■ **What is needed**
When you reach the line containing "duration.as_secs_f64() * 1000.0)" in the records below, start copying exactly, and stop once you have copied the line containing "pub fn from_toml_str(input: &str)".
======== Record excerpts ========
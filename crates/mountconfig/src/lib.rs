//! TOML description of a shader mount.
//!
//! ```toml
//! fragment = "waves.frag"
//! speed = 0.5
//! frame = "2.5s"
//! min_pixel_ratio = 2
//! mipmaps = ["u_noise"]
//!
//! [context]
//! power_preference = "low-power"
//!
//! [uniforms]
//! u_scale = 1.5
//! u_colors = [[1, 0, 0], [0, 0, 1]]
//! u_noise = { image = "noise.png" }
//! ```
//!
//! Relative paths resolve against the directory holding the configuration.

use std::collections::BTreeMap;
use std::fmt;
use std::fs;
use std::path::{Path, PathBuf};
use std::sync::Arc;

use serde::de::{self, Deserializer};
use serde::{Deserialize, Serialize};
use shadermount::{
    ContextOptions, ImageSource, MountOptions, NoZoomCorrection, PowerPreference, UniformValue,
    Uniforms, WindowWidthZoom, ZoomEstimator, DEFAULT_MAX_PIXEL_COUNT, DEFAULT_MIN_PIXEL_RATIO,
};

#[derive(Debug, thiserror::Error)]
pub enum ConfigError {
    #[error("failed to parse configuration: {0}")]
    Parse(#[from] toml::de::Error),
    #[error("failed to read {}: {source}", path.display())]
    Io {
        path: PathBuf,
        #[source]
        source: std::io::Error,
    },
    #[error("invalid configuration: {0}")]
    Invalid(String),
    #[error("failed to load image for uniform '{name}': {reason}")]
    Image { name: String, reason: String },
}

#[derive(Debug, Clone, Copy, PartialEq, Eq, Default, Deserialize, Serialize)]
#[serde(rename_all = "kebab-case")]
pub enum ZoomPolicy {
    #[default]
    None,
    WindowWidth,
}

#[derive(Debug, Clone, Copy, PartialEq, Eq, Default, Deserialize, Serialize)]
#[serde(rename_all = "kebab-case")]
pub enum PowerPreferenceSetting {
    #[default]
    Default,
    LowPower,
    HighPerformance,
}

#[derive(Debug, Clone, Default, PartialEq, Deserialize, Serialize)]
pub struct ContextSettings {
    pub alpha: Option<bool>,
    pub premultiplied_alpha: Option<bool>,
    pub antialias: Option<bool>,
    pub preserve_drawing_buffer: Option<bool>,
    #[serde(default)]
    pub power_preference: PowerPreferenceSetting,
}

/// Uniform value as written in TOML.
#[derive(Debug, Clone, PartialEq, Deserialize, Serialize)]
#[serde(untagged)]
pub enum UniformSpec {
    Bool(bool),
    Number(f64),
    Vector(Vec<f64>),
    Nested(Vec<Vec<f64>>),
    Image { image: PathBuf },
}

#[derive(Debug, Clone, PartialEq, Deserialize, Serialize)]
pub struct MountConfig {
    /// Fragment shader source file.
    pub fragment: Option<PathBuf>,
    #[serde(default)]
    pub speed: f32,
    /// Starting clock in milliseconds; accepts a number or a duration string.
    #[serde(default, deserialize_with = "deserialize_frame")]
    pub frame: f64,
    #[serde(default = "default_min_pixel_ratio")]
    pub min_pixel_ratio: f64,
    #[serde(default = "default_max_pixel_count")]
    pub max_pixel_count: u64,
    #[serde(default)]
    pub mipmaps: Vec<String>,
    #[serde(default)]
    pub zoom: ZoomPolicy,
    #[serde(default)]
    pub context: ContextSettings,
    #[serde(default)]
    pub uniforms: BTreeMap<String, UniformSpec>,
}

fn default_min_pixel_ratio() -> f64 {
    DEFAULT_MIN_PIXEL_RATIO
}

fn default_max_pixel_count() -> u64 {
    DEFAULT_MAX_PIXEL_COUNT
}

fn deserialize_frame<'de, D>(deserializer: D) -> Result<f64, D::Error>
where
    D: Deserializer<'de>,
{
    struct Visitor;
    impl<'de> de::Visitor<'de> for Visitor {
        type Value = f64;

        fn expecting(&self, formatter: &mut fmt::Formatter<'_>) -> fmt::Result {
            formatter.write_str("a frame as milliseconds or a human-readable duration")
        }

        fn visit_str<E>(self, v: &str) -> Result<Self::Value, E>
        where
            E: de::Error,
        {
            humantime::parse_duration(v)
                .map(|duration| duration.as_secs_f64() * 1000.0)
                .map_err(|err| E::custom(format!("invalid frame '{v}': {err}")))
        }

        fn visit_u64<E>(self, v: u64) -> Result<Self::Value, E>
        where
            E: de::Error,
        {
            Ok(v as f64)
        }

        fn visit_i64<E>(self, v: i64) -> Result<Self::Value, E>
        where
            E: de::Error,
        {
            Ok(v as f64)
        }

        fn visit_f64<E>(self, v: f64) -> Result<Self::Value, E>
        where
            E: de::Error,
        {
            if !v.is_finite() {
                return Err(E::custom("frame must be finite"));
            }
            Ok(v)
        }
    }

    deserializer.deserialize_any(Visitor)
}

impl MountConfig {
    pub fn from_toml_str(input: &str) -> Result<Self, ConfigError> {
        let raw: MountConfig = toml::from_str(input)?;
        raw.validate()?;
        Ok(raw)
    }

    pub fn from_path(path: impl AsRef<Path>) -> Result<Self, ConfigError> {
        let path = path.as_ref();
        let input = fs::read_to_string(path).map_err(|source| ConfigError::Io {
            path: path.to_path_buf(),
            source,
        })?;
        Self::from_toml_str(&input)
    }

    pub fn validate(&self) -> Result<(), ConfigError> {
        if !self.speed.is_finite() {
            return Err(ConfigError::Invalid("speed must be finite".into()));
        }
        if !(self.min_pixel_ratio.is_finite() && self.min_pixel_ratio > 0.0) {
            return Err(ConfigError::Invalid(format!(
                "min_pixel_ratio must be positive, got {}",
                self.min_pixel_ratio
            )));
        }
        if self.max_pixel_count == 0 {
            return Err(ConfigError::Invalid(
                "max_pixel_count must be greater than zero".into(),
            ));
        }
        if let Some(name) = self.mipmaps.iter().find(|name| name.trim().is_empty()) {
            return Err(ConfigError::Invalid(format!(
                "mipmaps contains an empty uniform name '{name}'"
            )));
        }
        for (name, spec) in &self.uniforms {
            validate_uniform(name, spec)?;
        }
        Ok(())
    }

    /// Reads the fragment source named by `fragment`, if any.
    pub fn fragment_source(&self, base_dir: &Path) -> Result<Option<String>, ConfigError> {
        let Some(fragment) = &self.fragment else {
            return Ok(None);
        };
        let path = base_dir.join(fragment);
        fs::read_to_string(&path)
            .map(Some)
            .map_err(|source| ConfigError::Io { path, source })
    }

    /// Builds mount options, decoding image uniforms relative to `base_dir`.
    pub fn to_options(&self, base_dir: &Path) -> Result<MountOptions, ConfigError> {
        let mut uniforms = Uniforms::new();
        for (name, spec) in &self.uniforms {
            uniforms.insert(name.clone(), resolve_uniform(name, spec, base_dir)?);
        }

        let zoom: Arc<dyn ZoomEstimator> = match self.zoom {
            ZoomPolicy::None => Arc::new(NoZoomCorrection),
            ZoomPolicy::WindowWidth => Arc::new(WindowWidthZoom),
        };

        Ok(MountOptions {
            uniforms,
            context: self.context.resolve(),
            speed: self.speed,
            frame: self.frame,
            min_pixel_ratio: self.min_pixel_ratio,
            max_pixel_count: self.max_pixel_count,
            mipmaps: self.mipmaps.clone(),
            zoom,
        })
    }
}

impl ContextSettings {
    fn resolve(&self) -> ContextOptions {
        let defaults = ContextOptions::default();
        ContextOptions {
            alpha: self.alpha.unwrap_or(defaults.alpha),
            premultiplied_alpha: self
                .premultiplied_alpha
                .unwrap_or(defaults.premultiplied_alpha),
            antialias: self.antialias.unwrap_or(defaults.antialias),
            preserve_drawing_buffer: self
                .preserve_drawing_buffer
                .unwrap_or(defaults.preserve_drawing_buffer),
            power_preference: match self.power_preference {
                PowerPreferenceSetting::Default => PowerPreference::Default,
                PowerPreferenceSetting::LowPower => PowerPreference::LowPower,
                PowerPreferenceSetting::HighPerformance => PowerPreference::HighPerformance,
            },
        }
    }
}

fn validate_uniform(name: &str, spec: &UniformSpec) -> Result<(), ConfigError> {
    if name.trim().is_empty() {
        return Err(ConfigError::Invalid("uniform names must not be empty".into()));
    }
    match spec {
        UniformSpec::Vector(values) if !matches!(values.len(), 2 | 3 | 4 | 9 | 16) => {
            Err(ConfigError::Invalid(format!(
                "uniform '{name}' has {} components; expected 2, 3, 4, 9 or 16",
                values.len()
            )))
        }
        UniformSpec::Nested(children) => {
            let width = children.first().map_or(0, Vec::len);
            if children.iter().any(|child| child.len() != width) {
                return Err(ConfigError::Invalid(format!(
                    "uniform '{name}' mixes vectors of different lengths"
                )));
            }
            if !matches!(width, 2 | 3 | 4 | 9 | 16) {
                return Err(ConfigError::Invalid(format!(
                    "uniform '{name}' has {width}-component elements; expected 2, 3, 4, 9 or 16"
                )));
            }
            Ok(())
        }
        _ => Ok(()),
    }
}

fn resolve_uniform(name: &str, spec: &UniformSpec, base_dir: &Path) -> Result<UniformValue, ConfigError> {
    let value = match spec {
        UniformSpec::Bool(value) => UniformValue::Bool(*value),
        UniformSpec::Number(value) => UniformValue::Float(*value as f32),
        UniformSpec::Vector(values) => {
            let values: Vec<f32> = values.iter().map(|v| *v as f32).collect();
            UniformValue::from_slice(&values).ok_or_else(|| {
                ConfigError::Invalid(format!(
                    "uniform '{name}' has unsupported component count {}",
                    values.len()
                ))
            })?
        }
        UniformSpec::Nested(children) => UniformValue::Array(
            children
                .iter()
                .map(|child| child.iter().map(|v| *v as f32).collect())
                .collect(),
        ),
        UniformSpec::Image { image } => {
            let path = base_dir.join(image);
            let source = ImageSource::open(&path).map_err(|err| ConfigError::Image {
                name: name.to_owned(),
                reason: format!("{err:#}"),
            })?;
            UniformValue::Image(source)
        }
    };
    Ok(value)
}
========
======== Record excerpts ========
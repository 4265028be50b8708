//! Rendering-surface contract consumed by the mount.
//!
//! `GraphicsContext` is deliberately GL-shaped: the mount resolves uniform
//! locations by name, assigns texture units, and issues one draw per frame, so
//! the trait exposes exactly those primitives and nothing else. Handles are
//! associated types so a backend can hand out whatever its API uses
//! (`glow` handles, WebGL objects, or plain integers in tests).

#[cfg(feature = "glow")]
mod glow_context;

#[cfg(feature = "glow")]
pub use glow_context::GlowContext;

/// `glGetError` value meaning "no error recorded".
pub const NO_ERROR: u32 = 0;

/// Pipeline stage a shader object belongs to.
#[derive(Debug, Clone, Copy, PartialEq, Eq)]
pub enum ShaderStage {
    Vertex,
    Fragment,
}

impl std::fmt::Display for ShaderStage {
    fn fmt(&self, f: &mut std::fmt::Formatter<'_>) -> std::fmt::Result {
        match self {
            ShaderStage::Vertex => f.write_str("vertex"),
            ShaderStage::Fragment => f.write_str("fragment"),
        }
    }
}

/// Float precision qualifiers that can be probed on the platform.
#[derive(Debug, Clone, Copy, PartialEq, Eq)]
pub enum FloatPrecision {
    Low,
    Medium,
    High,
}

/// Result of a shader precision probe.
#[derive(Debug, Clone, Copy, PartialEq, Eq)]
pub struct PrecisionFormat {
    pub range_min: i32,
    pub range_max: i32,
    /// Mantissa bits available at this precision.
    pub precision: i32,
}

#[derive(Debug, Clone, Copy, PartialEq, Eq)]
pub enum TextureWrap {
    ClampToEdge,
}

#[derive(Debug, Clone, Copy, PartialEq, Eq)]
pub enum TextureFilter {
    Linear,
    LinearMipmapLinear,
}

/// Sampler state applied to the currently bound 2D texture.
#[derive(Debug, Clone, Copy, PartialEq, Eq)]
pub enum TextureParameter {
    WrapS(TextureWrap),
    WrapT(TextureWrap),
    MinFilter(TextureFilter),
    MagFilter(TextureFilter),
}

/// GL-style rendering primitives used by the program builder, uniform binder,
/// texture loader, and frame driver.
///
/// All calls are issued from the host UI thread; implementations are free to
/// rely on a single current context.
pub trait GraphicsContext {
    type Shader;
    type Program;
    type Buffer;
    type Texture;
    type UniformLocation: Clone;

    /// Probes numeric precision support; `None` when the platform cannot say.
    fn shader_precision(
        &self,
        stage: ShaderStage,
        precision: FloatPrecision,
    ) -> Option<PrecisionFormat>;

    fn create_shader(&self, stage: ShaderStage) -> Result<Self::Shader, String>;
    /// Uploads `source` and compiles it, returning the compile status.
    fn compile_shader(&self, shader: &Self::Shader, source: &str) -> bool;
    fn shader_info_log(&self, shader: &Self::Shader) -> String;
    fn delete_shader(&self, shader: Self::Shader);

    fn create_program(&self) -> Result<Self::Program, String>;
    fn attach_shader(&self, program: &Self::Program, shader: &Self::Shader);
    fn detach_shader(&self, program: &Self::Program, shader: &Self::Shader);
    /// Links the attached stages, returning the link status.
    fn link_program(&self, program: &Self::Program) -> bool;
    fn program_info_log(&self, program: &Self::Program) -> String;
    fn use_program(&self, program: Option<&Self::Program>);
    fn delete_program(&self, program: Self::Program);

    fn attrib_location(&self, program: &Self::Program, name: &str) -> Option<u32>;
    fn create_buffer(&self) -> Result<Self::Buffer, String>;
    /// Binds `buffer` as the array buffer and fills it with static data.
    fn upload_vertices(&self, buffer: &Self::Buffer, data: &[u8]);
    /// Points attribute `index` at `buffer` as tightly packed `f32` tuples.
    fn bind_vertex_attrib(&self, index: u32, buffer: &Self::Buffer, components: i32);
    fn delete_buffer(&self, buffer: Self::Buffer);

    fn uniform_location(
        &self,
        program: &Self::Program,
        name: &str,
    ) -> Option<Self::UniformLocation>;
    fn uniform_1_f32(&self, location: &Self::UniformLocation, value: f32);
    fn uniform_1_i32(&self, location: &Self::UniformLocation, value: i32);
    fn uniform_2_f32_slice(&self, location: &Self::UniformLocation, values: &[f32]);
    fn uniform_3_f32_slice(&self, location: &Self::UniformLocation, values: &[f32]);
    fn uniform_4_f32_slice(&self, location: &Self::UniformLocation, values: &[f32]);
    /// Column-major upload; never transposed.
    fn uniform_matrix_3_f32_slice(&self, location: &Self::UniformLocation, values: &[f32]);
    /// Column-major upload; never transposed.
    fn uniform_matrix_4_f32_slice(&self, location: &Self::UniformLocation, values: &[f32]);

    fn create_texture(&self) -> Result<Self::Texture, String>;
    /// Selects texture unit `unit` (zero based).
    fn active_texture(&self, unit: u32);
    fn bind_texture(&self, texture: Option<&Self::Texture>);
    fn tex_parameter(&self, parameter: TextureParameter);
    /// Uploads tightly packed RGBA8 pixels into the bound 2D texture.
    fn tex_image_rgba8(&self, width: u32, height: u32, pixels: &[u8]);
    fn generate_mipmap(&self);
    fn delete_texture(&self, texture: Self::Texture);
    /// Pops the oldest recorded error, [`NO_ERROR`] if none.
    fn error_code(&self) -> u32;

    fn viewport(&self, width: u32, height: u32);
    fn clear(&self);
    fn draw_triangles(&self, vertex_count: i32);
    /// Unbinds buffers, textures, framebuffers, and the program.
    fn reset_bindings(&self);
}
========
■ **Completed exercise**
                .map(|duration| duration.as_secs_f64() * 1000.0)
                .map_err(|err| E::custom(format!("invalid frame '{v}': {err}")))
        }

        fn visit_u64<E>(self, v: u64) -> Result<Self::Value, E>
        where
            E: de::Error,
        {
            Ok(v as f64)
        }

        fn visit_i64<E>(self, v: i64) -> Result<Self::Value, E>
        where
            E: de::Error,
        {
            Ok(v as f64)
        }

        fn visit_f64<E>(self, v: f64) -> Result<Self::Value, E>
        where
            E: de::Error,
        {
            if !v.is_finite() {
                return Err(E::custom("frame must be finite"));
            }
            Ok(v)
        }
    }

    deserializer.deserialize_any(Visitor)
}

impl MountConfig {
    pub fn from_toml_str(input: &str) -> Result<Self, ConfigError> {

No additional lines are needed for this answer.